Ebenfalls Opfer der Fluten wurde die Chemiefabrik „Spolana“ nahe Ústí. Dort gab es gestern nach einer Explosion Chloralarm. Außerdem liegt neben dem Werk eine jahrzehntealte Deponie mit größeren Mengen Dioxin. Auch diese Deponie steht unter Wasser. Laut den Behörden sind die Dioxin-Behälter jedoch sicher. Greenpeace-Proben vom Frühjahr zufolge ist der Boden dort auch stark mit Quecksilber belastet. Bundesumweltminister Jürgen Trittin äußerte sich gestern in Dresden besorgt über die Lage rund um die tschechische Fabrik. Er befürchtet eine massive Verunreinigung der Elbe und Gesundheitsschäden für die Bevölkerung.

Im tschechischen Decin (Tetschen) ist ein Schaulustiger beim Sprengen eines führerlosen Schiffes auf der Elbe getötet worden.

In Deutschland wird das Hochwasser zum Wochenende und in der kommenden Woche weiter steigen und auch in Brandenburg, Schleswig-Holstein und Hamburg erwartet.

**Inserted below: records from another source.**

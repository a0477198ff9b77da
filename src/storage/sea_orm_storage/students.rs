use super::SeaOrmStorage;
use super::lookups::{fetch_page, student_details};
use super::teachers::{ensure_department_exists, ensure_user_exists};
use crate::entity::students::{ActiveModel, Column, Entity as Students, Relation};
use crate::entity::{enrollments, users};
use crate::errors::{Result, SchoolSystemError};
use crate::models::{
    PaginatedResponse,
    students::{
        entities::{Student, StudentDetail},
        requests::{CreateStudentRequest, StudentListParams, UpdateStudentRequest},
        responses::StudentListResponse,
    },
};
use crate::utils::sql::contains_escaped;
use sea_orm::{
    ActiveModelTrait, ColumnTrait, Condition, EntityTrait, JoinType, PaginatorTrait, QueryFilter,
    QueryOrder, QuerySelect, RelationTrait, Set, TransactionTrait,
};

impl SeaOrmStorage {
    pub async fn create_student_impl(&self, req: CreateStudentRequest) -> Result<Student> {
        ensure_user_exists(&self.db, req.user_id).await?;
        ensure_department_exists(&self.db, req.dept_id).await?;

        let now = chrono::Utc::now().timestamp();
        let student = ActiveModel {
            user_id: Set(req.user_id),
            student_no: Set(req.student_no),
            dept_id: Set(req.dept_id),
            class_name: Set(req.class_name),
            grade: Set(req.grade),
            enrollment_year: Set(req.enrollment_year),
            graduation_year: Set(req.graduation_year),
            created_at: Set(now),
            updated_at: Set(now),
            ..Default::default()
        }
        .insert(&self.db)
        .await?;
        Ok(student.into_student())
    }

    pub async fn get_student_detail_impl(&self, id: i64) -> Result<Option<StudentDetail>> {
        let Some(student) = Students::find_by_id(id)
            .one(&self.db)
            .await
            .map_err(|e| SchoolSystemError::database_operation(format!("查询学生失败: {e}")))?
        else {
            return Ok(None);
        };
        Ok(student_details(&self.db, vec![student]).await?.pop())
    }

    pub async fn get_student_by_user_id_impl(&self, user_id: i64) -> Result<Option<StudentDetail>> {
        let Some(student) = Students::find()
            .filter(Column::UserId.eq(user_id))
            .one(&self.db)
            .await?
        else {
            return Ok(None);
        };
        Ok(student_details(&self.db, vec![student]).await?.pop())
    }

    /// 分页列出学生，关键字匹配学号或姓名
    pub async fn list_students_with_pagination_impl(
        &self,
        query: StudentListParams,
    ) -> Result<StudentListResponse> {
        let mut select = Students::find().join(JoinType::InnerJoin, Relation::User.def());

        if let Some(ref search) = query.search
            && !search.trim().is_empty()
        {
            select = select.filter(
                Condition::any()
                    .add(contains_escaped(Column::StudentNo, search))
                    .add(contains_escaped(users::Column::RealName, search)),
            );
        }
        if let Some(dept_id) = query.dept_id {
            select = select.filter(Column::DeptId.eq(dept_id));
        }
        if let Some(ref class_name) = query.class_name
            && !class_name.trim().is_empty()
        {
            select = select.filter(contains_escaped(Column::ClassName, class_name));
        }
        if let Some(grade) = query.grade {
            select = select.filter(Column::Grade.eq(grade));
        }

        let (students, pagination) = fetch_page(
            &self.db,
            select.order_by_asc(Column::StudentNo),
            &query.pagination,
        )
        .await?;
        Ok(PaginatedResponse {
            items: student_details(&self.db, students).await?,
            pagination,
        })
    }

    pub async fn update_student_impl(
        &self,
        id: i64,
        update: UpdateStudentRequest,
    ) -> Result<Option<Student>> {
        let Some(existing) = Students::find_by_id(id).one(&self.db).await? else {
            return Ok(None);
        };
        ensure_department_exists(&self.db, update.dept_id).await?;

        let mut model: ActiveModel = existing.into();
        if let Some(no) = update.student_no {
            model.student_no = Set(no);
        }
        if let Some(dept_id) = update.dept_id {
            model.dept_id = Set(Some(dept_id));
        }
        if let Some(class_name) = update.class_name {
            model.class_name = Set(Some(class_name));
        }
        if let Some(grade) = update.grade {
            model.grade = Set(Some(grade));
        }
        if let Some(year) = update.enrollment_year {
            model.enrollment_year = Set(Some(year));
        }
        if let Some(year) = update.graduation_year {
            model.graduation_year = Set(Some(year));
        }
        model.updated_at = Set(chrono::Utc::now().timestamp());

        Ok(Some(model.update(&self.db).await?.into_student()))
    }

    /// 删除学生档案；仍有选课记录时拒绝
    pub async fn delete_student_impl(&self, id: i64) -> Result<bool> {
        let txn = self.db.begin().await?;
        let enrolled = enrollments::Entity::find()
            .filter(enrollments::Column::StudentId.eq(id))
            .count(&txn)
            .await?;
        if enrolled > 0 {
            return Err(SchoolSystemError::conflict(format!(
                "该学生仍有 {enrolled} 条选课记录"
            )));
        }

        let result = Students::delete_by_id(id).exec(&txn).await?;
        txn.commit().await?;
        Ok(result.rows_affected > 0)
    }
}
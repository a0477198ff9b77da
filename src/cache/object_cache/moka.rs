use async_trait::async_trait;
use moka::future::Cache;
use std::time::Duration;
use tracing::debug;

use crate::cache::{CacheResult, ObjectCache};
use crate::config::AppConfig;
use crate::declare_object_cache_plugin;

declare_object_cache_plugin!("moka", MokaCacheWrapper);

/// 进程内缓存，TTL 在构造时统一设置
pub struct MokaCacheWrapper {
    inner: Cache<String, String>,
}

impl MokaCacheWrapper {
    pub fn new() -> Result<Self, String> {
        let config = AppConfig::get();
        if config.cache.default_ttl == 0 {
            return Err("cache.default_ttl 必须大于 0".to_string());
        }
        Ok(Self::with_settings(
            config.cache.memory.max_capacity,
            config.cache.default_ttl,
        ))
    }

    pub fn with_settings(max_capacity: u64, ttl_secs: u64) -> Self {
        debug!("Moka 缓存容量 {max_capacity}，TTL {ttl_secs}s");
        Self {
            inner: Cache::builder()
                .max_capacity(max_capacity)
                .time_to_live(Duration::from_secs(ttl_secs))
                .build(),
        }
    }
}

#[async_trait]
impl ObjectCache for MokaCacheWrapper {
    async fn get_raw(&self, key: &str) -> CacheResult<String> {
        match self.inner.get(key).await {
            Some(value) => CacheResult::Found(value),
            None => CacheResult::NotFound,
        }
    }

    // 单条 TTL 被忽略，统一使用构造时的 TTL
    async fn insert_raw(&self, key: String, value: String, _ttl: u64) {
        self.inner.insert(key, value).await;
    }

    async fn remove(&self, key: &str) {
        self.inner.invalidate(key).await;
    }

    async fn invalidate_all(&self) {
        self.inner.invalidate_all();
    }
}

#[cfg(test)]
mod tests {
    use super::*;

    #[tokio::test]
    async fn test_insert_get_remove() {
        let cache = MokaCacheWrapper::with_settings(10, 60);
        cache.insert_raw("a".into(), "1".into(), 0).await;
        assert_eq!(cache.get_raw("a").await, CacheResult::Found("1".to_string()));
        cache.remove("a").await;
        assert_eq!(cache.get_raw("a").await, CacheResult::NotFound);
    }
}
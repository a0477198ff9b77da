//! 数据模型定义
//!
//! 每个业务模块拆分为 entities（业务实体）、requests（请求参数）、responses（响应结构）。

/// 定义以字符串存储/传输的枚举
///
/// 自动生成 Display、FromStr、Serialize、Deserialize 以及 `ALL` 常量。
#[macro_export]
macro_rules! define_string_enum {
    (
        $(#[$meta:meta])*
        $vis:vis enum $name:ident {
            $($variant:ident => $value:literal),* $(,)?
        }
    ) => {
        $(#[$meta])*
        #[derive(Debug, Clone, Copy, PartialEq, Eq, Hash)]
        $vis enum $name {
            $($variant),*
        }

        impl $name {
            pub const ALL: &'static [$name] = &[$($name::$variant),*];

            pub fn as_str(&self) -> &'static str {
                match self {
                    $($name::$variant => $value),*
                }
            }
        }

        impl std::fmt::Display for $name {
            fn fmt(&self, f: &mut std::fmt::Formatter<'_>) -> std::fmt::Result {
                f.write_str(self.as_str())
            }
        }

        impl std::str::FromStr for $name {
            type Err = String;

            fn from_str(s: &str) -> Result<Self, Self::Err> {
                match s {
                    $($value => Ok($name::$variant),)*
                    _ => Err(format!("Invalid {}: {s}", stringify!($name))),
                }
            }
        }

        impl serde::Serialize for $name {
            fn serialize<S>(&self, serializer: S) -> Result<S::Ok, S::Error>
            where
                S: serde::Serializer,
            {
                serializer.serialize_str(self.as_str())
            }
        }

        impl<'de> serde::Deserialize<'de> for $name {
            fn deserialize<D>(deserializer: D) -> Result<Self, D::Error>
            where
                D: serde::Deserializer<'de>,
            {
                let s = String::deserialize(deserializer)?;
                s.parse().map_err(|_| {
                    serde::de::Error::custom(format!(
                        "无效的取值: '{s}'. 支持: {}",
                        [$($value),*].join(", ")
                    ))
                })
            }
        }
    };
}

pub mod auth;
pub mod classrooms;
pub mod common;
pub mod course_offerings;
pub mod courses;
pub mod departments;
pub mod enrollments;
pub mod grades;
pub mod menus;
pub mod permissions;
pub mod reward_punishments;
pub mod roles;
pub mod schedules;
pub mod statistics;
pub mod student_status;
pub mod students;
pub mod teachers;
pub mod users;

pub use common::{ApiResponse, PaginatedResponse, PaginationInfo, PaginationQuery};

/// 程序启动时间
#[derive(Debug, Clone)]
pub struct AppStartTime {
    pub start_datetime: chrono::DateTime<chrono::Utc>,
}

/// 业务错误码
///
/// 0 表示成功；其余按模块分段。
#[derive(Debug, Clone, Copy, PartialEq, Eq)]
#[repr(i32)]
pub enum ErrorCode {
    Success = 0,

    // 通用 1000-1099
    BadRequest = 1000,
    ValidationFailed = 1001,
    Unauthorized = 1002,
    Forbidden = 1003,
    NotFound = 1004,
    Conflict = 1005,
    InternalServerError = 1006,
    RateLimitExceeded = 1007,
    AuthFailed = 1008,
    UserDisabled = 1009,

    // 用户 2000-2099
    UserNotFound = 2000,
    UserAlreadyExists = 2001,
    UserNameInvalid = 2002,
    UserEmailInvalid = 2003,
    UserPasswordInvalid = 2004,
    UserPhoneInvalid = 2005,
    CanNotDeleteCurrentUser = 2006,
    PasswordMismatch = 2007,

    // 角色与权限 2100-2199
    RoleNotFound = 2100,
    RoleAlreadyExists = 2101,
    RoleInUse = 2102,
    RoleProtected = 2103,
    PermissionNotFound = 2104,

    // 部门 2200-2299
    DepartmentNotFound = 2200,
    DepartmentAlreadyExists = 2201,
    DepartmentInUse = 2202,
    DepartmentInvalidParent = 2203,

    // 教师与学生档案 2300-2399
    TeacherNotFound = 2300,
    TeacherAlreadyExists = 2301,
    StudentNotFound = 2302,
    StudentAlreadyExists = 2303,
    ProfileNotBound = 2304,

    // 课程与开课 3000-3099
    CourseNotFound = 3000,
    CourseAlreadyExists = 3001,
    CourseInUse = 3002,
    OfferingNotFound = 3003,
    OfferingInUse = 3004,
    OfferingClosed = 3005,
    OfferingCapacityInvalid = 3006,

    // 选课 3100-3199
    EnrollmentNotFound = 3100,
    EnrollmentDuplicate = 3101,
    EnrollmentFull = 3102,
    EnrollmentInvalidState = 3103,

    // 成绩 3200-3299
    GradeNotFound = 3200,
    GradeInvalidScore = 3201,
    GradeEnrollmentNotApproved = 3202,

    // 教室与排课 4000-4099
    ClassroomNotFound = 4000,
    ClassroomAlreadyExists = 4001,
    ClassroomInUse = 4002,
    ScheduleNotFound = 4003,
    ScheduleInvalidTime = 4004,
    ScheduleInvalidWeeks = 4005,
    ScheduleConflict = 4006,

    // 学籍与奖惩 5000-5099
    StudentStatusNotFound = 5000,
    StudentStatusInvalidDate = 5001,
    RewardPunishmentNotFound = 5002,
}
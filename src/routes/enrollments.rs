use actix_web::{HttpRequest, HttpResponse, Result as ActixResult, web};
use once_cell::sync::Lazy;

use crate::middlewares::{self, RequirePermission};
use crate::models::enrollments::requests::{
    CreateEnrollmentRequest, EnrollmentListParams, RejectEnrollmentRequest,
};
use crate::models::permissions::codes;
use crate::services::EnrollmentService;
use crate::utils::SafeIDI64;

// 懒加载的全局 EnrollmentService 实例
static ENROLLMENT_SERVICE: Lazy<EnrollmentService> = Lazy::new(EnrollmentService::new_lazy);

pub async fn list_enrollments(
    req: HttpRequest,
    query: web::Query<EnrollmentListParams>,
) -> ActixResult<HttpResponse> {
    ENROLLMENT_SERVICE
        .list_enrollments(query.into_inner(), &req)
        .await
}

pub async fn my_enrollments(
    req: HttpRequest,
    query: web::Query<EnrollmentListParams>,
) -> ActixResult<HttpResponse> {
    ENROLLMENT_SERVICE
        .my_enrollments(query.into_inner(), &req)
        .await
}

pub async fn create_enrollment(
    req: HttpRequest,
    enrollment: web::Json<CreateEnrollmentRequest>,
) -> ActixResult<HttpResponse> {
    ENROLLMENT_SERVICE
        .create_enrollment(enrollment.into_inner(), &req)
        .await
}

pub async fn withdraw_enrollment(
    req: HttpRequest,
    enrollment_id: SafeIDI64,
) -> ActixResult<HttpResponse> {
    ENROLLMENT_SERVICE
        .withdraw_enrollment(enrollment_id.0, &req)
        .await
}

pub async fn approve_enrollment(
    req: HttpRequest,
    enrollment_id: SafeIDI64,
) -> ActixResult<HttpResponse> {
    ENROLLMENT_SERVICE
        .approve_enrollment(enrollment_id.0, &req)
        .await
}

pub async fn reject_enrollment(
    req: HttpRequest,
    enrollment_id: SafeIDI64,
    reject: web::Json<RejectEnrollmentRequest>,
) -> ActixResult<HttpResponse> {
    ENROLLMENT_SERVICE
        .reject_enrollment(enrollment_id.0, reject.into_inner(), &req)
        .await
}

// 配置路由
//
// 退课只要求登录，学生只能退自己的选课，由服务层判断
pub fn configure_enrollment_routes(cfg: &mut web::ServiceConfig) {
    let review = || RequirePermission::any(&[codes::ENROLLMENT_APPROVE, codes::ENROLLMENT_MANAGE]);

    cfg.service(
        web::scope("/api/enrollments")
            .wrap(middlewares::RequireJWT)
            .service(
                web::resource("")
                    .route(web::get().to(list_enrollments).wrap(RequirePermission::any(&[
                        codes::ENROLLMENT_VIEW,
                        codes::ENROLLMENT_MANAGE,
                    ])))
                    .route(web::post().to(create_enrollment).wrap(RequirePermission::any(&[
                        codes::ENROLLMENT_CREATE,
                        codes::ENROLLMENT_MANAGE,
                    ]))),
            )
            .service(
                web::resource("/my-enrollments").route(web::get().to(my_enrollments).wrap(
                    RequirePermission::any(&[codes::MY_ENROLLMENT_VIEW, codes::ENROLLMENT_CREATE]),
                )),
            )
            .route("/{id}", web::delete().to(withdraw_enrollment))
            .service(
                web::resource("/{id}/approve")
                    .route(web::post().to(approve_enrollment).wrap(review())),
            )
            .service(
                web::resource("/{id}/reject").route(web::post().to(reject_enrollment).wrap(review())),
            ),
    );
}
/*!
 * 速率限制中间件
 *
 * 限制登录与刷新令牌等敏感端点的请求频率。
 *
 * ## 使用方法
 *
 * ```rust,ignore
 * use actix_web::{web, App};
 * use crate::middlewares::RateLimit;
 *
 * web::resource("/login")
 *     .wrap(RateLimit::login())
 *     .route(web::post().to(login))
 * ```
 *
 * ## 限制规则
 *
 * 已认证请求按用户 ID 计数，否则按客户端 IP 计数；超过限制返回 429。
 * 计数窗口从该键第一次请求开始计算。
 */

use actix_service::{Service, Transform};
use actix_web::{
    Error, HttpMessage, HttpResponse,
    body::EitherBody,
    dev::{ServiceRequest, ServiceResponse},
    http::StatusCode,
    http::header::CONTENT_TYPE,
};
use futures_util::future::{LocalBoxFuture, Ready, ready};
use moka::future::Cache;
use once_cell::sync::Lazy;
use std::rc::Rc;
use std::time::{Duration, Instant};
use tracing::warn;

use crate::models::{ApiResponse, ErrorCode, auth::CurrentUser};

/// 计数缓存，值为 (窗口开始时间, 计数)
static RATE_LIMIT_CACHE: Lazy<Cache<String, (Instant, u32)>> = Lazy::new(|| {
    Cache::builder()
        .time_to_idle(Duration::from_secs(600))
        .max_capacity(100_000)
        .build()
});

/// 速率限制配置
#[derive(Clone)]
pub struct RateLimit {
    /// 时间窗口内允许的最大请求数
    max_requests: u32,
    /// 时间窗口（秒）
    window_secs: u64,
    /// 限制键前缀（用于区分不同端点）
    key_prefix: String,
}

impl RateLimit {
    /// 创建新的速率限制器
    ///
    /// # 参数
    /// - `max_requests`: 时间窗口内允许的最大请求数
    /// - `window_secs`: 时间窗口（秒）
    pub fn new(max_requests: u32, window_secs: u64) -> Self {
        Self {
            max_requests,
            window_secs,
            key_prefix: String::new(),
        }
    }

    /// 设置限制键前缀
    pub fn with_prefix(mut self, prefix: &str) -> Self {
        self.key_prefix = prefix.to_string();
        self
    }

    /// 登录：5 次/分钟/IP
    pub fn login() -> Self {
        Self::new(5, 60).with_prefix("login")
    }

    /// 刷新令牌：10 次/分钟/IP
    pub fn refresh_token() -> Self {
        Self::new(10, 60).with_prefix("refresh")
    }
}

/// 从请求中提取客户端 IP
///
/// 安全注意事项：
/// - 如果服务部署在反向代理后面，需要在反向代理中配置正确的 X-Forwarded-For / X-Real-IP 头
/// - 此实现会验证 IP 格式，防止伪造的无效头导致问题
/// - 在不可信网络中直接暴露服务时，攻击者可能伪造转发头来绕过限制
fn extract_client_ip(req: &ServiceRequest) -> String {
    // 尝试从连接信息获取真实 IP（最可信）
    let connection_ip = req
        .connection_info()
        .realip_remote_addr()
        .map(|s| s.to_string());

    // 如果连接信息有有效 IP，优先使用
    if let Some(ref ip) = connection_ip
        && is_valid_ip(ip)
    {
        return ip.clone();
    }

    // 从 X-Forwarded-For 头获取（用于反向代理场景）
    // 只取第一个 IP（最接近客户端的）
    if let Some(forwarded) = req.headers().get("X-Forwarded-For")
        && let Ok(value) = forwarded.to_str()
        && let Some(ip) = value.split(',').next()
    {
        let ip = ip.trim();
        if is_valid_ip(ip) {
            return ip.to_string();
        }
    }

    // 从 X-Real-IP 头获取
    if let Some(real_ip) = req.headers().get("X-Real-IP")
        && let Ok(ip) = real_ip.to_str()
    {
        let ip = ip.trim();
        if is_valid_ip(ip) {
            return ip.to_string();
        }
    }

    // 如果都没有有效 IP，使用连接信息的默认值
    connection_ip.unwrap_or_else(|| "unknown".to_string())
}

/// 验证 IP 地址格式是否有效
fn is_valid_ip(ip: &str) -> bool {
    use std::net::IpAddr;
    ip.parse::<IpAddr>().is_ok()
}

fn extract_user_id(req: &ServiceRequest) -> Option<i64> {
    req.extensions().get::<CurrentUser>().map(|user| user.id())
}

/// 在窗口内累加计数，窗口过期后重新开始；返回累加后的计数
fn next_count(entry: Option<(Instant, u32)>, now: Instant, window: Duration) -> (Instant, u32) {
    match entry {
        Some((started, count)) if now.duration_since(started) < window => (started, count + 1),
        _ => (now, 1),
    }
}

/// 创建速率限制错误响应
fn create_rate_limit_response(retry_after: u64) -> HttpResponse {
    HttpResponse::build(StatusCode::TOO_MANY_REQUESTS)
        .insert_header((CONTENT_TYPE, "application/json; charset=utf-8"))
        .insert_header(("Retry-After", retry_after.to_string()))
        .insert_header(("X-RateLimit-Remaining", "0"))
        .json(ApiResponse::<()>::error_empty(
            ErrorCode::RateLimitExceeded,
            "请求过于频繁，请稍后再试",
        ))
}

impl<S, B> Transform<S, ServiceRequest> for RateLimit
where
    S: Service<ServiceRequest, Response = ServiceResponse<B>, Error = Error> + 'static,
    B: 'static,
{
    type Response = ServiceResponse<EitherBody<B>>;
    type Error = Error;
    type InitError = ();
    type Transform = RateLimitMiddleware<S>;
    type Future = Ready<Result<Self::Transform, Self::InitError>>;

    fn new_transform(&self, service: S) -> Self::Future {
        ready(Ok(RateLimitMiddleware {
            service: Rc::new(service),
            max_requests: self.max_requests,
            window_secs: self.window_secs,
            key_prefix: self.key_prefix.clone(),
        }))
    }
}

pub struct RateLimitMiddleware<S> {
    service: Rc<S>,
    max_requests: u32,
    window_secs: u64,
    key_prefix: String,
}

impl<S, B> Service<ServiceRequest> for RateLimitMiddleware<S>
where
    S: Service<ServiceRequest, Response = ServiceResponse<B>, Error = Error> + 'static,
    B: 'static,
{
    type Response = ServiceResponse<EitherBody<B>>;
    type Error = Error;
    type Future = LocalBoxFuture<'static, Result<Self::Response, Self::Error>>;

    fn poll_ready(
        &self,
        ctx: &mut std::task::Context<'_>,
    ) -> std::task::Poll<Result<(), Self::Error>> {
        self.service.poll_ready(ctx)
    }

    fn call(&self, req: ServiceRequest) -> Self::Future {
        let srv = self.service.clone();
        let max_requests = self.max_requests;
        let window_secs = self.window_secs;
        let key_prefix = self.key_prefix.clone();

        Box::pin(async move {
            // 构建限制键
            let identifier = extract_user_id(&req)
                .map(|id| format!("user:{}", id))
                .unwrap_or_else(|| format!("ip:{}", extract_client_ip(&req)));

            let cache_key = if key_prefix.is_empty() {
                identifier
            } else {
                format!("{}:{}", key_prefix, identifier)
            };

            let now = Instant::now();
            let window = Duration::from_secs(window_secs);
            let entry = RATE_LIMIT_CACHE.get(&cache_key).await;
            let (started, count) = next_count(entry, now, window);

            if count > max_requests {
                let retry_after = window
                    .saturating_sub(now.duration_since(started))
                    .as_secs()
                    .max(1);
                warn!(
                    "请求频率超限 {} ({}/{})",
                    cache_key, count - 1, max_requests
                );
                return Ok(req
                    .into_response(create_rate_limit_response(retry_after).map_into_right_body()));
            }

            RATE_LIMIT_CACHE.insert(cache_key, (started, count)).await;
            req.extensions_mut().insert(RateLimitInfo {
                remaining: max_requests - count,
                limit: max_requests,
                reset: window_secs,
            });

            // 继续处理请求
            let res = srv.call(req).await?.map_into_left_body();
            Ok(res)
        })
    }
}

/// 速率限制信息（可在响应中添加）
#[derive(Clone)]
pub struct RateLimitInfo {
    pub remaining: u32,
    pub limit: u32,
    pub reset: u64,
}

#[cfg(test)]
mod tests {
    use super::*;

    #[test]
    fn test_rate_limit_presets() {
        let login = RateLimit::login();
        assert_eq!(login.max_requests, 5);
        assert_eq!(login.window_secs, 60);
        assert_eq!(login.key_prefix, "login");
        assert_eq!(RateLimit::refresh_token().max_requests, 10);
    }

    #[test]
    fn test_window_counting() {
        let window = Duration::from_secs(60);
        let start = Instant::now();
        assert_eq!(next_count(None, start, window), (start, 1));
        assert_eq!(next_count(Some((start, 3)), start, window), (start, 4));

        let later = start + Duration::from_secs(61);
        assert_eq!(next_count(Some((start, 9)), later, window), (later, 1));
    }

    #[test]
    fn test_ip_validation() {
        assert!(is_valid_ip("10.0.0.1"));
        assert!(is_valid_ip("::1"));
        assert!(!is_valid_ip("not-an-ip"));
    }
}
use config::{Config, ConfigError, Environment, File};
use std::sync::OnceLock;

use super::AppConfig;

static APP_CONFIG: OnceLock<AppConfig> = OnceLock::new();

/// 内置默认值，保证没有配置文件时也能启动（开发/测试）
const DEFAULT_CONFIG: &str = r#"
[app]
system_name = "School Admin"
environment = "development"
log_level = "info"

[server]
host = "127.0.0.1"
port = 8080
unix_socket_path = ""
workers = 0
max_workers = 8

[server.timeouts]
client_request = 5000
client_disconnect = 1000
keep_alive = 30

[server.limits]
max_payload_size = 1048576

[jwt]
secret = "change-me-in-production"
access_token_expiry = 30
refresh_token_expiry = 7
refresh_token_remember_me_expiry = 30

[argon2]
memory_cost = 19456
time_cost = 2
parallelism = 1

[database]
url = "school.db"
pool_size = 8
timeout = 10

[cache]
type = "moka"
default_ttl = 300

[cache.redis]
url = "redis://127.0.0.1:6379"
key_prefix = "school:"
pool_size = 8

[cache.memory]
max_capacity = 10000

[cors]
allowed_origins = ["*"]
allowed_methods = ["GET", "POST", "PUT", "DELETE", "OPTIONS"]
allowed_headers = ["Authorization", "Content-Type"]
max_age = 3600

[academic]
usual_weight = 0.3
enrollment_requires_approval = true
"#;

impl AppConfig {
    /// 加载配置
    pub fn load() -> Result<Self, ConfigError> {
        let mut builder = Config::builder()
            .add_source(File::from_str(DEFAULT_CONFIG, config::FileFormat::Toml))
            // 默认配置文件
            .add_source(File::with_name("config").required(false))
            // 环境特定配置文件
            .add_source(
                File::with_name(&format!(
                    "config.{}",
                    std::env::var("APP_ENV").unwrap_or_else(|_| "development".into())
                ))
                .required(false),
            )
            // 环境变量覆盖，如 SCHOOL_SERVER_PORT
            .add_source(
                Environment::with_prefix("SCHOOL")
                    .separator("_")
                    .try_parsing(true),
            );

        builder = builder
            .set_override_option("app.environment", std::env::var("APP_ENV").ok())?
            .set_override_option("app.log_level", std::env::var("RUST_LOG").ok())?
            .set_override_option("server.host", std::env::var("SERVER_HOST").ok())?
            .set_override_option("server.port", std::env::var("SERVER_PORT").ok())?
            .set_override_option("server.unix_socket_path", std::env::var("UNIX_SOCKET").ok())?
            .set_override_option("server.workers", std::env::var("CPU_COUNT").ok())?
            .set_override_option("jwt.secret", std::env::var("JWT_SECRET").ok())?
            .set_override_option("database.url", std::env::var("DATABASE_URL").ok())?
            .set_override_option("cache.redis.url", std::env::var("REDIS_URL").ok())?
            .set_override_option(
                "cache.redis.key_prefix",
                std::env::var("REDIS_KEY_PREFIX").ok(),
            )?;

        let config = builder.build()?;
        let mut app_config: AppConfig = config.try_deserialize()?;

        // 处理工作线程数
        if app_config.server.workers == 0 {
            app_config.server.workers = num_cpus::get().min(app_config.server.max_workers);
        }

        if !(0.0..=1.0).contains(&app_config.academic.usual_weight) {
            return Err(ConfigError::Message(format!(
                "academic.usual_weight must be within [0, 1], got {}",
                app_config.academic.usual_weight
            )));
        }

        Ok(app_config)
    }

    /// 获取全局配置实例
    pub fn get() -> &'static AppConfig {
        APP_CONFIG.get_or_init(|| {
            Self::load().unwrap_or_else(|e| {
                eprintln!("Failed to load configuration: {e}");
                std::process::exit(1);
            })
        })
    }

    /// 初始化配置 (在应用启动时调用)
    pub fn init() -> Result<(), ConfigError> {
        let config = Self::load()?;
        APP_CONFIG
            .set(config)
            .map_err(|_| ConfigError::Message("Configuration already initialized".to_string()))?;
        Ok(())
    }

    /// 检查是否为生产环境
    pub fn is_production(&self) -> bool {
        self.app.environment == "production"
    }

    /// 检查是否为开发环境
    pub fn is_development(&self) -> bool {
        self.app.environment == "development"
    }

    /// 获取服务器绑定地址
    pub fn server_bind_address(&self) -> String {
        format!("{}:{}", self.server.host, self.server.port)
    }

    /// 获取 Unix 套接字路径 (如果配置了)
    #[cfg(unix)]
    pub fn unix_socket_path(&self) -> Option<&str> {
        if self.server.unix_socket_path.is_empty() {
            None
        } else {
            Some(&self.server.unix_socket_path)
        }
    }
}

#[cfg(test)]
mod tests {
    use super::*;

    #[test]
    fn test_builtin_defaults_deserialize() {
        let config: AppConfig = Config::builder()
            .add_source(File::from_str(DEFAULT_CONFIG, config::FileFormat::Toml))
            .build()
            .and_then(|c| c.try_deserialize())
            .expect("default config should deserialize");

        assert_eq!(config.server.port, 8080);
        assert_eq!(config.cache.cache_type, "moka");
        assert_eq!(config.jwt.access_token_expiry, 30);
        assert!((config.academic.usual_weight - 0.3).abs() < f64::EPSILON);
        assert!(config.is_development());
        assert_eq!(config.server_bind_address(), "127.0.0.1:8080");
    }
}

Brandenburgs Ministerpräsident Matthias Platzeck (SPD) rechnet mit einer besonderen Gefährdung der Region Prignitz im Westen des Bundeslandes.

Bundeskanzler Gerhard Schröder erklärte gestern, der Wiederaufbau der zerstörten Gebiete im Osten und Süden müsse ohne Rücksicht auf eine Verschuldung der öffentlichen Haushalte schnell geregelt werden, auch wenn dabei das Maastrichter Defizitkriterium überschritten werde: „Das interessiert mich überhaupt nicht.“ Schröder schätzt die Schadenshöhe zuvor auf ein Vielfaches der beschlossenen 385 Millionen Euro Soforthilfe des Bundes.